Your objective>
Could you retype the entries exactly as they are?

Recorded information>
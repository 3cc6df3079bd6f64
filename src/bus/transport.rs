use super::i2c::{AddressMode, I2CError, I2cBackend};
use log::{debug, error, info, warn};
use parking_lot::Mutex;
use std::{io, sync::Arc};

pub type SharedTransport = Arc<Mutex<I2cTransport>>;

#[derive(Debug, Clone, Copy, PartialEq, Eq)]
pub enum SlaveState {
    Unset,
    Address(u16),
}

/// One opened I2C adapter.
///
/// The transport remembers which slave the descriptor is currently bound to
/// and only issues the binding ioctl when a caller asks for a different one.
/// A failed binding is parked and handed to the next `write`/`read`.
pub struct I2cTransport {
    bus_id: u8,
    backend: Box<dyn I2cBackend>,
    slave: SlaveState,
    mode: AddressMode,
    pending_error: Option<I2CError>,
    last_os_error: Option<i32>,
}

impl I2cTransport {
    /// Creates a closed transport, call [`I2cTransport::open`] before use.
    pub fn new(bus_id: u8, backend: Box<dyn I2cBackend>) -> Self {
        I2cTransport {
            bus_id,
            backend,
            slave: SlaveState::Unset,
            mode: AddressMode::default(),
            pending_error: None,
            last_os_error: None,
        }
    }

    pub fn into_shared(self) -> SharedTransport {
        Arc::new(Mutex::new(self))
    }

    pub fn bus_id(&self) -> u8 {
        self.bus_id
    }

    pub fn is_open(&self) -> bool {
        self.backend.is_open()
    }

    pub fn slave_state(&self) -> SlaveState {
        self.slave
    }

    pub fn address_mode(&self) -> AddressMode {
        self.mode
    }

    pub fn last_os_error(&self) -> Option<i32> {
        self.last_os_error
    }

    pub fn open(&mut self) -> Result<(), I2CError> {
        if self.is_open() {
            return Ok(());
        }

        match self.backend.open(self.bus_id) {
            Ok(_) => {
                debug!("I2C bus {} opened", self.bus_id);
                self.slave = SlaveState::Unset;
                self.pending_error = None;
                self.last_os_error = None;
                Ok(())
            }
            Err(e) => {
                let err = self.record_os_error(&e, "failed to open device file");
                warn!("{}", err);
                Err(err)
            }
        }
    }

    pub fn close(&mut self) {
        if self.is_open() {
            debug!("Closing I2C bus {}", self.bus_id);
        }
        self.backend.close();
        self.slave = SlaveState::Unset;
    }

    /// Closes and reopens the device file. The only recovery path after a
    /// transport fault; nothing in the bus layer calls it on its own.
    pub fn reopen(&mut self) -> Result<(), I2CError> {
        info!("Reopening I2C bus {}", self.bus_id);
        self.close();
        self.open()
    }

    pub fn write(&mut self, buf: &[u8]) -> Result<usize, I2CError> {
        self.check_health()?;
        match self.backend.write(buf) {
            Ok(count) if count == buf.len() => Ok(count),
            Ok(count) => Err(I2CError::ShortTransfer {
                expected: buf.len(),
                actual: count,
            }),
            Err(e) => Err(self.record_os_error(&e, "write failed")),
        }
    }

    pub fn read(&mut self, buf: &mut [u8]) -> Result<usize, I2CError> {
        self.check_health()?;
        let expected = buf.len();
        match self.backend.read(buf) {
            Ok(count) if count == expected => Ok(count),
            Ok(count) => Err(I2CError::ShortTransfer {
                expected,
                actual: count,
            }),
            Err(e) => Err(self.record_os_error(&e, "read failed")),
        }
    }

    /// Two separate syscalls, not a combined transaction: another process on
    /// the same adapter may get in between. The read is skipped when the
    /// write fails.
    pub fn write_read(&mut self, tx: &[u8], rx: &mut [u8]) -> Result<(usize, usize), I2CError> {
        let transferred = self.write(tx)?;
        let received = self.read(rx)?;
        Ok((transferred, received))
    }

    pub fn configure_slave_address(&mut self, address: u16) {
        if self.slave == SlaveState::Address(address) {
            return;
        }

        self.slave = SlaveState::Address(address);
        self.bind_slave();
    }

    pub fn configure_mode(&mut self, mode: AddressMode) {
        if self.mode == mode {
            return;
        }

        self.mode = mode;
        self.bind_slave();
    }

    fn bind_slave(&mut self) {
        let address = match self.slave {
            SlaveState::Address(address) => address,
            SlaveState::Unset => return,
        };

        if !self.is_open() {
            // bound again after the next successful open
            self.slave = SlaveState::Unset;
            return;
        }

        if address > self.mode.max_address() {
            error!(
                "Slave address {:#x} does not fit {} addressing on I2C bus {}",
                address, self.mode, self.bus_id
            );
            self.pending_error = Some(I2CError::InvalidAddress(address));
            self.slave = SlaveState::Unset;
            return;
        }

        match self.backend.set_slave_address(address, self.mode) {
            Ok(_) => debug!(
                "I2C bus {} bound to slave {:#04x} ({})",
                self.bus_id, address, self.mode
            ),
            Err(e) => {
                let err = self.record_os_error(
                    &e,
                    &format!("failed to acquire bus access and/or talk to slave {:#04x}", address),
                );
                error!("{}", err);
                self.pending_error = Some(err);
                self.slave = SlaveState::Unset;
            }
        }
    }

    fn check_health(&mut self) -> Result<(), I2CError> {
        if !self.is_open() {
            return Err(I2CError::BusClosed(self.bus_id));
        }

        match self.pending_error.take() {
            Some(err) => Err(err),
            None => Ok(()),
        }
    }

    fn record_os_error(&mut self, err: &io::Error, context: &str) -> I2CError {
        self.last_os_error = err.raw_os_error();
        I2CError::from_io(self.bus_id, err, context)
    }
}

impl Drop for I2cTransport {
    fn drop(&mut self) {
        self.close();
    }
}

Answer section>
repository 3cc6df3079bd6f64
filename src/bus/transport.rs
use super::i2c::{AddressMode, I2CError, I2cBackend};
use log::{debug, error, info, warn};
use parking_lot::Mutex;
use std::{io, sync::Arc};

pub type SharedTransport = Arc<Mutex<I2cTransport>>;

#[derive(Debug, Clone, Copy, PartialEq, Eq)]
pub enum SlaveState {
    Unset,
    Address(u16),
}

/// One opened I2C adapter.
///
/// The transport remembers which slave the descriptor is currently bound to
/// and only issues the binding ioctl when a caller asks for a different one.
/// A failed binding is parked and handed to the next `write`/`read`.
pub struct I2cTransport {
    bus_id: u8,
    backend: Box<dyn I2cBackend>,
    slave: SlaveState,
    mode: AddressMode,
    pending_error: Option<I2CError>,
    last_os_error: Option<i32>,
}

impl I2cTransport {
    /// Creates a closed transport, call [`I2cTransport::open`] before use.
    pub fn new(bus_id: u8, backend: Box<dyn I2cBackend>) -> Self {
        I2cTransport {
            bus_id,
            backend,
            slave: SlaveState::Unset,
            mode: AddressMode::default(),
            pending_error: None,
            last_os_error: None,
        }
    }

    pub fn into_shared(self) -> SharedTransport {
        Arc::new(Mutex::new(self))
    }

    pub fn bus_id(&self) -> u8 {
        self.bus_id
    }

    pub fn is_open(&self) -> bool {
        self.backend.is_open()
    }

    pub fn slave_state(&self) -> SlaveState {
        self.slave
    }

    pub fn address_mode(&self) -> AddressMode {
        self.mode
    }

    pub fn last_os_error(&self) -> Option<i32> {
        self.last_os_error
    }

    pub fn open(&mut self) -> Result<(), I2CError> {
        if self.is_open() {
            return Ok(());
        }

        match self.backend.open(self.bus_id) {
            Ok(_) => {
                debug!("I2C bus {} opened", self.bus_id);
                self.slave = SlaveState::Unset;
                self.pending_error = None;
                self.last_os_error = None;
                Ok(())
            }
            Err(e) => {
                let err = self.record_os_error(&e, "failed to open device file");
                warn!("{}", err);
                Err(err)
            }
        }
    }

    pub fn close(&mut self) {
        if self.is_open() {
            debug!("Closing I2C bus {}", self.bus_id);
        }
        self.backend.close();
        self.slave = SlaveState::Unset;
    }

    /// Closes and reopens the device file. The only recovery path after a
    /// transport fault; nothing in the bus layer calls it on its own.
    pub fn reopen(&mut self) -> Result<(), I2CError> {
        info!("Reopening I2C bus {}", self.bus_id);
        self.close();
        self.open()
    }

    pub fn write(&mut self, buf: &[u8]) -> Result<usize, I2CError> {
        self.check_health()?;
        match self.backend.write(buf) {
            Ok(count) if count == buf.len() => Ok(count),
            Ok(count) => Err(I2CError::ShortTransfer {
                expected: buf.len(),
                actual: count,
            }),
            Err(e) => Err(self.record_os_error(&e, "write failed")),
        }
    }

    pub fn read(&mut self, buf: &mut [u8]) -> Result<usize, I2CError> {
        self.check_health()?;
        let expected = buf.len();
        match self.backend.read(buf) {
            Ok(count) if count == expected => Ok(count),
            Ok(count) => Err(I2CError::ShortTransfer {
                expected,
                actual: count,
            }),
            Err(e) => Err(self.record_os_error(&e, "read failed")),
        }
    }

    /// Two separate syscalls, not a combined transaction: another process on
    /// the same adapter may get in between. The read is skipped when the
    /// write fails.
    pub fn write_read(&mut self, tx: &[u8], rx: &mut [u8]) -> Result<(usize, usize), I2CError> {
        let transferred = self.write(tx)?;
        let received = self.read(rx)?;
        Ok((transferred, received))
    }

    pub fn configure_slave_address(&mut self, address: u16) {
        if self.slave == SlaveState::Address(address) {
            return;
        }

        self.slave = SlaveState::Address(address);
        self.bind_slave();
    }

    pub fn configure_mode(&mut self, mode: AddressMode) {
        if self.mode == mode {
            return;
        }

        self.mode = mode;
        self.bind_slave();
    }

    fn bind_slave(&mut self) {
        let address = match self.slave {
            SlaveState::Address(address) => address,
            SlaveState::Unset => return,
        };

        if !self.is_open() {
            // bound again after the next successful open
            self.slave = SlaveState::Unset;
            return;
        }

        if address > self.mode.max_address() {
            error!(
                "Slave address {:#x} does not fit {} addressing on I2C bus {}",
                address, self.mode, self.bus_id
            );
            self.pending_error = Some(I2CError::InvalidAddress(address));
            self.slave = SlaveState::Unset;
            return;
        }

        match self.backend.set_slave_address(address, self.mode) {
            Ok(_) => debug!(
                "I2C bus {} bound to slave {:#04x} ({})",
                self.bus_id, address, self.mode
            ),
            Err(e) => {
                let err = self.record_os_error(
                    &e,
                    &format!("failed to acquire bus access and/or talk to slave {:#04x}", address),
                );
                error!("{}", err);
                self.pending_error = Some(err);
                self.slave = SlaveState::Unset;
            }
        }
    }

    fn check_health(&mut self) -> Result<(), I2CError> {
        if !self.is_open() {
            return Err(I2CError::BusClosed(self.bus_id));
        }

        match self.pending_error.take() {
            Some(err) => Err(err),
            None => Ok(()),
        }
    }

    fn record_os_error(&mut self, err: &io::Error, context: &str) -> I2CError {
        self.last_os_error = err.raw_os_error();
        I2CError::from_io(self.bus_id, err, context)
    }
}

impl Drop for I2cTransport {
    fn drop(&mut self) {
        self.close();
    }
}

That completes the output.